### TASK STATEMENT
Would you repeat each of the lines below exactly?

### PROVIDED DATA
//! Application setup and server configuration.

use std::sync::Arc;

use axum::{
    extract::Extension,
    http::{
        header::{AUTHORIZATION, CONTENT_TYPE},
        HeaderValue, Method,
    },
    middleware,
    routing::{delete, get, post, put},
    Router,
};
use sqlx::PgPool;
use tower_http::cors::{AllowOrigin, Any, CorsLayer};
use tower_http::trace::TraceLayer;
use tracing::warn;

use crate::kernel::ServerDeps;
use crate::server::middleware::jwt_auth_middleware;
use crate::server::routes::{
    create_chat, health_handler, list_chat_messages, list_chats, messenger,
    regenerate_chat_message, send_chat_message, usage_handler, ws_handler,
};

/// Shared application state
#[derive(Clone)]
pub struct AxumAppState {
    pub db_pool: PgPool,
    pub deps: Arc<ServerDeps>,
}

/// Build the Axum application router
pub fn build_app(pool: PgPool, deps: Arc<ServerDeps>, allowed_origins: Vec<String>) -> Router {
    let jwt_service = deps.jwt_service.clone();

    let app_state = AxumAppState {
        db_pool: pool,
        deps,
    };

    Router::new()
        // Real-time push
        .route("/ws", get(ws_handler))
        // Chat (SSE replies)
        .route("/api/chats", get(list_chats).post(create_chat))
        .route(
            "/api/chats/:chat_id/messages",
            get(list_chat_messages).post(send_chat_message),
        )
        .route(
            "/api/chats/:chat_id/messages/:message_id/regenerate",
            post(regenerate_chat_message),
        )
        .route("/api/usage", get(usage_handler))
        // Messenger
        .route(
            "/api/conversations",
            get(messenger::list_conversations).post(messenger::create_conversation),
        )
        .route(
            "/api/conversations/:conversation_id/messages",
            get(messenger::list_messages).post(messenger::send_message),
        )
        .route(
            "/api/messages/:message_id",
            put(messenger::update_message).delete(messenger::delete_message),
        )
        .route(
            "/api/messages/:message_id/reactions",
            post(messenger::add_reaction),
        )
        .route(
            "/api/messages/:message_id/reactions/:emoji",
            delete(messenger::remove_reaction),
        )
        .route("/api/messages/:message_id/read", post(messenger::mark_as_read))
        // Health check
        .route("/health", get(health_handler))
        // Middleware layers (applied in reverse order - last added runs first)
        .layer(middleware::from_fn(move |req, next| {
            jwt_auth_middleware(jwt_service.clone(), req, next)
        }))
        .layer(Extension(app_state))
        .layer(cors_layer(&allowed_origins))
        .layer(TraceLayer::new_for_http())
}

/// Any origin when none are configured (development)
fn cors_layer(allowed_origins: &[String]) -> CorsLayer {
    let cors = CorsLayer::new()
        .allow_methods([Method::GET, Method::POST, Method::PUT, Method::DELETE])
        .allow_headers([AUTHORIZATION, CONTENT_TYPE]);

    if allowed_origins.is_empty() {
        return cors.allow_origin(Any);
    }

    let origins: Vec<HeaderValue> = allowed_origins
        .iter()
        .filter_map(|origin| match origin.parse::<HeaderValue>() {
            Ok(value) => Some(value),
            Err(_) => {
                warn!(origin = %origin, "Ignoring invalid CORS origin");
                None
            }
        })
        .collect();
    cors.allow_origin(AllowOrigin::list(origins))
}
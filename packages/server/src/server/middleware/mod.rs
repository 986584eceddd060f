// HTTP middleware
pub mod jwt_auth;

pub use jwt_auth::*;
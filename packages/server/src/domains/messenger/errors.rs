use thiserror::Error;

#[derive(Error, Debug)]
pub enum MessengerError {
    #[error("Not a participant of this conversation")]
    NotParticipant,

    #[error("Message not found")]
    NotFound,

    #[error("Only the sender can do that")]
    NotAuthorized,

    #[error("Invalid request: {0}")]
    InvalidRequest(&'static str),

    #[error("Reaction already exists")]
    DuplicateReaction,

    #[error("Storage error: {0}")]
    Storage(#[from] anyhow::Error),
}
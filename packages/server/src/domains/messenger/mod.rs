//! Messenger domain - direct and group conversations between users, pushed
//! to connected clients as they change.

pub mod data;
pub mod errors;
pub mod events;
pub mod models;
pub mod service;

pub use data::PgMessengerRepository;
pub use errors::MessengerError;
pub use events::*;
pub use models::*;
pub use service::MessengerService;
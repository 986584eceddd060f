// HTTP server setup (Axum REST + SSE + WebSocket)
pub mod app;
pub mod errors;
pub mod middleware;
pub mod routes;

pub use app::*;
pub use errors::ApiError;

### OUTPUT FOR THIS TASK
//! Application setup and server configuration.

use std::sync::Arc;

use axum::{
    extract::Extension,
    http::{
        header::{AUTHORIZATION, CONTENT_TYPE},
        HeaderValue, Method,
    },
    middleware,
    routing::{delete, get, post, put},
    Router,
};
use sqlx::PgPool;
use tower_http::cors::{AllowOrigin, Any, CorsLayer};
use tower_http::trace::TraceLayer;
use tracing::warn;

use crate::kernel::ServerDeps;
use crate::server::middleware::jwt_auth_middleware;
use crate::server::routes::{
    create_chat, health_handler, list_chat_messages, list_chats, messenger,
    regenerate_chat_message, send_chat_message, usage_handler, ws_handler,
};

/// Shared application state
#[derive(Clone)]
pub struct AxumAppState {
    pub db_pool: PgPool,
    pub deps: Arc<ServerDeps>,
}

/// Build the Axum application router
pub fn build_app(pool: PgPool, deps: Arc<ServerDeps>, allowed_origins: Vec<String>) -> Router {
    let jwt_service = deps.jwt_service.clone();

    let app_state = AxumAppState {
        db_pool: pool,
        deps,
    };

    Router::new()
        // Real-time push
        .route("/ws", get(ws_handler))
        // Chat (SSE replies)
        .route("/api/chats", get(list_chats).post(create_chat))
        .route(
            "/api/chats/:chat_id/messages",
            get(list_chat_messages).post(send_chat_message),
        )
        .route(
            "/api/chats/:chat_id/messages/:message_id/regenerate",
            post(regenerate_chat_message),
        )
        .route("/api/usage", get(usage_handler))
        // Messenger
        .route(
            "/api/conversations",
            get(messenger::list_conversations).post(messenger::create_conversation),
        )
        .route(
            "/api/conversations/:conversation_id/messages",
            get(messenger::list_messages).post(messenger::send_message),
        )
        .route(
            "/api/messages/:message_id",
            put(messenger::update_message).delete(messenger::delete_message),
        )
        .route(
            "/api/messages/:message_id/reactions",
            post(messenger::add_reaction),
        )
        .route(
            "/api/messages/:message_id/reactions/:emoji",
            delete(messenger::remove_reaction),
        )
        .route("/api/messages/:message_id/read", post(messenger::mark_as_read))
        // Health check
        .route("/health", get(health_handler))
        // Middleware layers (applied in reverse order - last added runs first)
        .layer(middleware::from_fn(move |req, next| {
            jwt_auth_middleware(jwt_service.clone(), req, next)
        }))
        .layer(Extension(app_state))
        .layer(cors_layer(&allowed_origins))
        .layer(TraceLayer::new_for_http())
}

/// Any origin when none are configured (development)
fn cors_layer(allowed_origins: &[String]) -> CorsLayer {
    let cors = CorsLayer::new()
        .allow_methods([Method::GET, Method::POST, Method::PUT, Method::DELETE])
        .allow_headers([AUTHORIZATION, CONTENT_TYPE]);

    if allowed_origins.is_empty() {
        return cors.allow_origin(Any);
    }

    let origins: Vec<HeaderValue> = allowed_origins
        .iter()
        .filter_map(|origin| match origin.parse::<HeaderValue>() {
            Ok(value) => Some(value),
            Err(_) => {
                warn!(origin = %origin, "Ignoring invalid CORS origin");
                None
            }
        })
        .collect();
    cors.allow_origin(AllowOrigin::list(origins))
}
filename packages/server/src/server/middleware/mod.rs
repository 986584eceddd060f
// HTTP middleware
pub mod jwt_auth;

pub use jwt_auth::*;
filename packages/server/src/domains/messenger/errors.rs
use thiserror::Error;

#[derive(Error, Debug)]
pub enum MessengerError {
    #[error("Not a participant of this conversation")]
    NotParticipant,

    #[error("Message not found")]
    NotFound,

    #[error("Only the sender can do that")]
    NotAuthorized,

    #[error("Invalid request: {0}")]
    InvalidRequest(&'static str),

    #[error("Reaction already exists")]
    DuplicateReaction,

    #[error("Storage error: {0}")]
    Storage(#[from] anyhow::Error),
}
filename packages/server/src/domains/messenger/mod.rs
//! Messenger domain - direct and group conversations between users, pushed
//! to connected clients as they change.

pub mod data;
pub mod errors;
pub mod events;
pub mod models;
pub mod service;

pub use data::PgMessengerRepository;
pub use errors::MessengerError;
pub use events::*;
pub use models::*;
pub use service::MessengerService;
repository 986584eceddd060f
// HTTP server setup (Axum REST + SSE + WebSocket)
pub mod app;
pub mod errors;
pub mod middleware;
pub mod routes;

pub use app::*;
pub use errors::ApiError;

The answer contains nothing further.